- ACTIVITY
Within the material below, transcribe exactly the lines from the one holding "if task.status == TaskStatus::Ready" through the one holding "expression.status = ExpressionStatus::InProgress;", keeping both ends and skipping the rest.

- SUPPLIED DATA

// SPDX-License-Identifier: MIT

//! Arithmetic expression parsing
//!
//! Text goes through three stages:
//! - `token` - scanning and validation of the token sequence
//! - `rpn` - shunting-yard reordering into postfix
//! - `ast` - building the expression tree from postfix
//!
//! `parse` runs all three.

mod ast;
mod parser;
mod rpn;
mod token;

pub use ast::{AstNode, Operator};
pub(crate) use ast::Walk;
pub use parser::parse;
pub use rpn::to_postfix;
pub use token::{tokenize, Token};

...

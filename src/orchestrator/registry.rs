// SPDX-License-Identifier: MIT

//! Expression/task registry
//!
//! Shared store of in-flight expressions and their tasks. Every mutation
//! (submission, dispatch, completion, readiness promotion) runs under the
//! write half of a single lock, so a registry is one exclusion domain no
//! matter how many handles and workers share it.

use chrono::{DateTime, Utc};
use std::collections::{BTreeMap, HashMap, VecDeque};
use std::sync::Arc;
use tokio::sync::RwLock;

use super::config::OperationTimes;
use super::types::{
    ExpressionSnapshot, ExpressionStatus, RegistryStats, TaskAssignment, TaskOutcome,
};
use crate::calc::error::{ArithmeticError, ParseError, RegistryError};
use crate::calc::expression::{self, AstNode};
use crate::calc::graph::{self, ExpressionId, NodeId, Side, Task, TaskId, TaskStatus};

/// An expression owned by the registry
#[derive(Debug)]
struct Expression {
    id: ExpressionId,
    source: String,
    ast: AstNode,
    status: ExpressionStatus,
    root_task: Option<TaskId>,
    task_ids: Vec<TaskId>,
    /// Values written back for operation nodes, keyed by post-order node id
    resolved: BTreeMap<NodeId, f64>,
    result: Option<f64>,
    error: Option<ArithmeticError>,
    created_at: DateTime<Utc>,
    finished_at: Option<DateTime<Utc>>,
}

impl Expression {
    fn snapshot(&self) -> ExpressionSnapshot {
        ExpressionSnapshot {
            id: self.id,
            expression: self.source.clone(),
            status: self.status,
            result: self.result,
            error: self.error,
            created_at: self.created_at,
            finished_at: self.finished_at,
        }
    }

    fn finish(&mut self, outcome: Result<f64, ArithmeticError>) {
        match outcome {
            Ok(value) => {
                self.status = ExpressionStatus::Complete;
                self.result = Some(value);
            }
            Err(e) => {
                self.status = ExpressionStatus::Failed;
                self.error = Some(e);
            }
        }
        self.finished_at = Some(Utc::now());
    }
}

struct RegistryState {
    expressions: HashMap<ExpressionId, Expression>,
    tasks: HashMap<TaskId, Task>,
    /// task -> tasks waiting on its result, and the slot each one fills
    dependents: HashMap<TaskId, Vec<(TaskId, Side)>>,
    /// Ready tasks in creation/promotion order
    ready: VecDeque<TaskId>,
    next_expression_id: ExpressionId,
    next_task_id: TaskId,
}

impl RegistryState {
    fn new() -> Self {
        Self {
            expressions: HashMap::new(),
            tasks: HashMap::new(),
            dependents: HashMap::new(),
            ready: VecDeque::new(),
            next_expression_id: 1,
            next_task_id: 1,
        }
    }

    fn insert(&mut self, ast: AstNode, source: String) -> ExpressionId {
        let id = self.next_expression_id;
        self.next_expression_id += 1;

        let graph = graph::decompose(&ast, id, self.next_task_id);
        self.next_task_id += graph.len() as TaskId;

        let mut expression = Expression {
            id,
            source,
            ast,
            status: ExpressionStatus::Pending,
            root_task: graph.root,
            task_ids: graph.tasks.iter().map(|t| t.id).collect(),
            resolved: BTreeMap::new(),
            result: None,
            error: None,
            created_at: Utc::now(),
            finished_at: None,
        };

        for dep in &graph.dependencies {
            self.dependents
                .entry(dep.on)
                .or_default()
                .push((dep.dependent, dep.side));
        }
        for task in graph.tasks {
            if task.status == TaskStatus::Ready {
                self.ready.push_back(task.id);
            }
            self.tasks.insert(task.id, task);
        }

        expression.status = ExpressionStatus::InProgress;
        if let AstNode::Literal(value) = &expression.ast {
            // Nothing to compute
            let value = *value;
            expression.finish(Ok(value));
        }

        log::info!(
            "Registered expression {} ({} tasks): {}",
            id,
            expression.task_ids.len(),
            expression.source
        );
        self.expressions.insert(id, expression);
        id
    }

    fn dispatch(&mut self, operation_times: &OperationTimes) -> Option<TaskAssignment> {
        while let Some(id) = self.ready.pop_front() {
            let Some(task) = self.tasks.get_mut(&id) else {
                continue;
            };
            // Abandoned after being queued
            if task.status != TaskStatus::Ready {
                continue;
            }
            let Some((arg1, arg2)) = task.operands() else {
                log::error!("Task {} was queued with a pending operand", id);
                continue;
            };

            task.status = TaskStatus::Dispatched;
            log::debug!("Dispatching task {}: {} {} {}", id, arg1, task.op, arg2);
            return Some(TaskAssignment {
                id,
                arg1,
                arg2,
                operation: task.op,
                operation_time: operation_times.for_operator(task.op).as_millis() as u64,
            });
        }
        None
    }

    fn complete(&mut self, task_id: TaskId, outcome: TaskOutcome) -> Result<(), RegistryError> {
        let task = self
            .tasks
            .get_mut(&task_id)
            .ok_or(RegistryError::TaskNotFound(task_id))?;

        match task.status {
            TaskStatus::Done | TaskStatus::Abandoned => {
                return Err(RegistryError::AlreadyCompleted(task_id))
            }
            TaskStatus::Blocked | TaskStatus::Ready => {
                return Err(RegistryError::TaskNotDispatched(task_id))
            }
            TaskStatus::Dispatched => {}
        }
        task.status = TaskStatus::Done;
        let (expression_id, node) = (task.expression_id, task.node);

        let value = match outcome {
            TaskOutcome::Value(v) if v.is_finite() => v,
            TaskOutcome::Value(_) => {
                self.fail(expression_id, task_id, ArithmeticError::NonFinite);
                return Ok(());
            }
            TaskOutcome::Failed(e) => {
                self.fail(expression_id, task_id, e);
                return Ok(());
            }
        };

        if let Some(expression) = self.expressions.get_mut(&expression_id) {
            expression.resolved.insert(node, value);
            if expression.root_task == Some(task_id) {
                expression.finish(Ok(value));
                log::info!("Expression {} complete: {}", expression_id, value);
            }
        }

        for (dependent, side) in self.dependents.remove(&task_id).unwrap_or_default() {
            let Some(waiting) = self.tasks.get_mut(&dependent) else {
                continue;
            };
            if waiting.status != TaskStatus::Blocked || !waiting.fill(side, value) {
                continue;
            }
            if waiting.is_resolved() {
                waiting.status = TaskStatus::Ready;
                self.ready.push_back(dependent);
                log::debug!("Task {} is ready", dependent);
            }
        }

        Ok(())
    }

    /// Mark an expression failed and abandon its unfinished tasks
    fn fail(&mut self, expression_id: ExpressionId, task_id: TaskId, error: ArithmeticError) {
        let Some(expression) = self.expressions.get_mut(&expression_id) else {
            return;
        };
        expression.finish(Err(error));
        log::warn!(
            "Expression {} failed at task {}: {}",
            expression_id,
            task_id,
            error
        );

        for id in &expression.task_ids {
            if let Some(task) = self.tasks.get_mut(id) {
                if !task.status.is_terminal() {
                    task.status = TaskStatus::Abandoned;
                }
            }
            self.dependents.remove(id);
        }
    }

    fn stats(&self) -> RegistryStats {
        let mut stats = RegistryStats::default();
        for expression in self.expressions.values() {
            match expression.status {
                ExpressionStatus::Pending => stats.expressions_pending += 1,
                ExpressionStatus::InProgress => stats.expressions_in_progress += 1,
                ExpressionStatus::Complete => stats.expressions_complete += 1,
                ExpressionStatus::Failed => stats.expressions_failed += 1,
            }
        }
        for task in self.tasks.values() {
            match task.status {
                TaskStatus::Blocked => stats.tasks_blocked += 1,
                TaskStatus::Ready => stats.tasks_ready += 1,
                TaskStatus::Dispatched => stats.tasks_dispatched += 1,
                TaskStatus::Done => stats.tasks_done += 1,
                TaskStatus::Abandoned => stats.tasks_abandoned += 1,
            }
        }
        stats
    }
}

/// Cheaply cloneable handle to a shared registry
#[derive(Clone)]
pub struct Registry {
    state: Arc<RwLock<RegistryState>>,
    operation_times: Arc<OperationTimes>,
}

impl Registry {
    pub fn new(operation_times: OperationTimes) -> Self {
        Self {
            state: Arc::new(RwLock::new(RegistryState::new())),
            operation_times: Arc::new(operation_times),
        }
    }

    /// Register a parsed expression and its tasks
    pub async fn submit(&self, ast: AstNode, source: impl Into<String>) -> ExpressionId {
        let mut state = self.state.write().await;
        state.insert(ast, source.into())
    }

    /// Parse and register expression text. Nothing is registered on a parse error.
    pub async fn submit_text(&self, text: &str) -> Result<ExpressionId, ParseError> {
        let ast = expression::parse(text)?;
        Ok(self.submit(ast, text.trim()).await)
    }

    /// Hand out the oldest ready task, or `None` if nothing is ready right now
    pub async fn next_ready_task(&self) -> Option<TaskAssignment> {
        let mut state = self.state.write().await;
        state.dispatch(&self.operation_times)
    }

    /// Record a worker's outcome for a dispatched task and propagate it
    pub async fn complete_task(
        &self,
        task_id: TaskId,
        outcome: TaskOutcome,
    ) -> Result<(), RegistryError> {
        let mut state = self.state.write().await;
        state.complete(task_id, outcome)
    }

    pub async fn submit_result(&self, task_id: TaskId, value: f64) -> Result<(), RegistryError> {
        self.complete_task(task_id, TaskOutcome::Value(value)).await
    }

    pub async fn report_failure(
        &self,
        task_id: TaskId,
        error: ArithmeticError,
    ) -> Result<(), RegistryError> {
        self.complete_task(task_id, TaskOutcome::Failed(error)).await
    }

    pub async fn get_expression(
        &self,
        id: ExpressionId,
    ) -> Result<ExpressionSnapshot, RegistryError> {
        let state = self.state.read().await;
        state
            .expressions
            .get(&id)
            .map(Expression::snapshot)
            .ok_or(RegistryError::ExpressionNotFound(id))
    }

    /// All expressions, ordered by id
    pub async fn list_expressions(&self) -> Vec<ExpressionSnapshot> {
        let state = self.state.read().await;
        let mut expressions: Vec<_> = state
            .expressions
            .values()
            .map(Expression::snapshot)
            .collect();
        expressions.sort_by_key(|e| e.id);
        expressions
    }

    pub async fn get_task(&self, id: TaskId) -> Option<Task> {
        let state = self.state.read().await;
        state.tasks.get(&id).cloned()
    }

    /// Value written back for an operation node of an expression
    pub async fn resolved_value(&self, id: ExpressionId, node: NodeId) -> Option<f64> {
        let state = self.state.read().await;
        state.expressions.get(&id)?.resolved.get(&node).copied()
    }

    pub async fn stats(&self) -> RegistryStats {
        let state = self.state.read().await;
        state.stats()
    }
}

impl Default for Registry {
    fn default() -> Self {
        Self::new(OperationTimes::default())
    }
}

- ANSWER SPACE
            if task.status == TaskStatus::Ready {
                self.ready.push_back(task.id);
            }
            self.tasks.insert(task.id, task);
        }

        expression.status = ExpressionStatus::InProgress;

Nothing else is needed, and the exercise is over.